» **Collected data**
== == ==
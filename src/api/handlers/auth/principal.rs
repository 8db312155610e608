//! Authenticated principal extraction.
//!
//! This is the single gate in front of every task operation: it reads the
//! bearer credential, verifies it offline against the configured public key,
//! resolves the subject against the credential store, and hands the handler a
//! typed `Principal`. Nothing downstream re-derives identity.

use axum::http::{header::AUTHORIZATION, HeaderMap, StatusCode};
use chrono::Utc;
use sqlx::PgPool;
use tracing::{debug, error};
use uuid::Uuid;

use super::storage;
use crate::api::handlers::{error_reply, internal_error, Reply};
use crate::token::TokenKeys;

/// Authenticated user context derived from a verified token.
#[derive(Clone, Debug)]
pub struct Principal {
    pub user_id: Uuid,
    pub username: String,
}

/// Resolve the request's bearer credential into a principal.
///
/// Three outcomes: missing header (401, "Authentication required"), failed
/// verification or vanished user (401, "Invalid or expired token" — one
/// message for every failure mode so callers cannot probe which check
/// tripped), or a live principal. Store failures are 500, not 401.
pub(crate) async fn require_auth(
    headers: &HeaderMap,
    keys: &TokenKeys,
    pool: &PgPool,
) -> Result<Principal, Reply> {
    let Some(token) = extract_credential(headers) else {
        return Err(error_reply(
            StatusCode::UNAUTHORIZED,
            "Authentication required",
        ));
    };

    let claims = match keys.verify(&token, Utc::now().timestamp()) {
        Ok(claims) => claims,
        Err(err) => {
            debug!("Token verification failed: {err}");
            return Err(invalid_credential());
        }
    };

    let Ok(user_id) = Uuid::parse_str(&claims.sub) else {
        debug!("Token subject is not a valid user id");
        return Err(invalid_credential());
    };

    match storage::lookup_user_identity(pool, user_id).await {
        Ok(Some(identity)) => Ok(Principal {
            user_id: identity.id,
            username: identity.username,
        }),
        Ok(None) => {
            debug!("Token subject no longer exists");
            Err(invalid_credential())
        }
        Err(err) => {
            error!("Failed to resolve token subject: {err}");
            Err(internal_error())
        }
    }
}

fn invalid_credential() -> Reply {
    error_reply(StatusCode::UNAUTHORIZED, "Invalid or expired token")
}

/// The whole `Authorization` value is the token; no `Bearer ` prefix is
/// parsed.
fn extract_credential(headers: &HeaderMap) -> Option<String> {
    let value = headers.get(AUTHORIZATION)?.to_str().ok()?;
    let trimmed = value.trim();
    if trimmed.is_empty() {
        None
    } else {
        Some(trimmed.to_string())
    }
}

#[cfg(test)]
mod tests {
    use super::*;
    use axum::http::HeaderValue;
    use sqlx::postgres::{PgConnectOptions, PgPoolOptions, PgSslMode};
    use std::time::Duration;

    fn unreachable_pool() -> PgPool {
        let options = PgConnectOptions::new()
            .host("127.0.0.1")
            .port(1)
            .username("invalid")
            .database("invalid")
            .ssl_mode(PgSslMode::Disable);
        PgPoolOptions::new()
            .acquire_timeout(Duration::from_millis(200))
            .connect_lazy_with(options)
    }

    fn test_keys() -> TokenKeys {
        crate::token::test_support::keys(crate::token::DEFAULT_TOKEN_TTL_SECONDS)
    }

    #[test]
    fn extract_credential_takes_whole_header_value() {
        let mut headers = HeaderMap::new();
        headers.insert(AUTHORIZATION, HeaderValue::from_static("raw-token-value"));
        assert_eq!(
            extract_credential(&headers),
            Some("raw-token-value".to_string())
        );
    }

    #[test]
    fn extract_credential_keeps_bearer_prefix_as_part_of_the_token() {
        // The contract is the raw header value; a "Bearer " prefix is not
        // stripped and would simply fail verification.
        let mut headers = HeaderMap::new();
        headers.insert(AUTHORIZATION, HeaderValue::from_static("Bearer abc"));
        assert_eq!(extract_credential(&headers), Some("Bearer abc".to_string()));
    }

    #[test]
    fn extract_credential_rejects_missing_or_blank() {
        let headers = HeaderMap::new();
        assert_eq!(extract_credential(&headers), None);

        let mut headers = HeaderMap::new();
        headers.insert(AUTHORIZATION, HeaderValue::from_static("   "));
        assert_eq!(extract_credential(&headers), None);
    }

    #[tokio::test]
    async fn missing_header_rejects_before_any_store_access() {
        // The pool points nowhere; a store round-trip would error with 500.
        // Getting 401 proves the gate rejected before touching the store.
        let headers = HeaderMap::new();
        let result = require_auth(&headers, &test_keys(), &unreachable_pool()).await;
        let Err((status, axum::Json(body))) = result else {
            panic!("expected rejection");
        };
        assert_eq!(status, StatusCode::UNAUTHORIZED);
        assert_eq!(body.error, "Authentication required");
    }

    #[tokio::test]
    async fn garbage_token_rejects_before_any_store_access() {
        let mut headers = HeaderMap::new();
        headers.insert(AUTHORIZATION, HeaderValue::from_static("not-a-token"));
        let result = require_auth(&headers, &test_keys(), &unreachable_pool()).await;
        let Err((status, axum::Json(body))) = result else {
            panic!("expected rejection");
        };
        assert_eq!(status, StatusCode::UNAUTHORIZED);
        assert_eq!(body.error, "Invalid or expired token");
    }

    #[tokio::test]
    async fn non_uuid_subject_rejects_before_any_store_access() -> anyhow::Result<()> {
        let keys = test_keys();
        let token = keys.sign("not-a-uuid", Utc::now().timestamp())?;
        let mut headers = HeaderMap::new();
        headers.insert(AUTHORIZATION, HeaderValue::from_str(&token)?);

        let result = require_auth(&headers, &keys, &unreachable_pool()).await;
        let Err((status, axum::Json(body))) = result else {
            panic!("expected rejection");
        };
        assert_eq!(status, StatusCode::UNAUTHORIZED);
        assert_eq!(body.error, "Invalid or expired token");
        Ok(())
    }

    #[tokio::test]
    async fn store_failure_is_internal_error_not_auth_failure() -> anyhow::Result<()> {
        let keys = test_keys();
        let token = keys.sign(&Uuid::new_v4().to_string(), Utc::now().timestamp())?;
        let mut headers = HeaderMap::new();
        headers.insert(AUTHORIZATION, HeaderValue::from_str(&token)?);

        let result = require_auth(&headers, &keys, &unreachable_pool()).await;
        let Err((status, _)) = result else {
            panic!("expected rejection");
        };
        assert_eq!(status, StatusCode::INTERNAL_SERVER_ERROR);
        Ok(())
    }
}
== == ==
» **Exercise prompt**
From the first line above through the line that contains "verification or vanished", quote each line exactly. Output nothing more.

» **Solution**
filename src/api/handlers/auth/principal.rs
repository 8db312155610e608
//! Authenticated principal extraction.
//!
//! This is the single gate in front of every task operation: it reads the
//! bearer credential, verifies it offline against the configured public key,
//! resolves the subject against the credential store, and hands the handler a
//! typed `Principal`. Nothing downstream re-derives identity.

use axum::http::{header::AUTHORIZATION, HeaderMap, StatusCode};
use chrono::Utc;
use sqlx::PgPool;
use tracing::{debug, error};
use uuid::Uuid;

use super::storage;
use crate::api::handlers::{error_reply, internal_error, Reply};
use crate::token::TokenKeys;

/// Authenticated user context derived from a verified token.
#[derive(Clone, Debug)]
pub struct Principal {
    pub user_id: Uuid,
    pub username: String,
}

/// Resolve the request's bearer credential into a principal.
///
/// Three outcomes: missing header (401, "Authentication required"), failed
/// verification or vanished user (401, "Invalid or expired token" — one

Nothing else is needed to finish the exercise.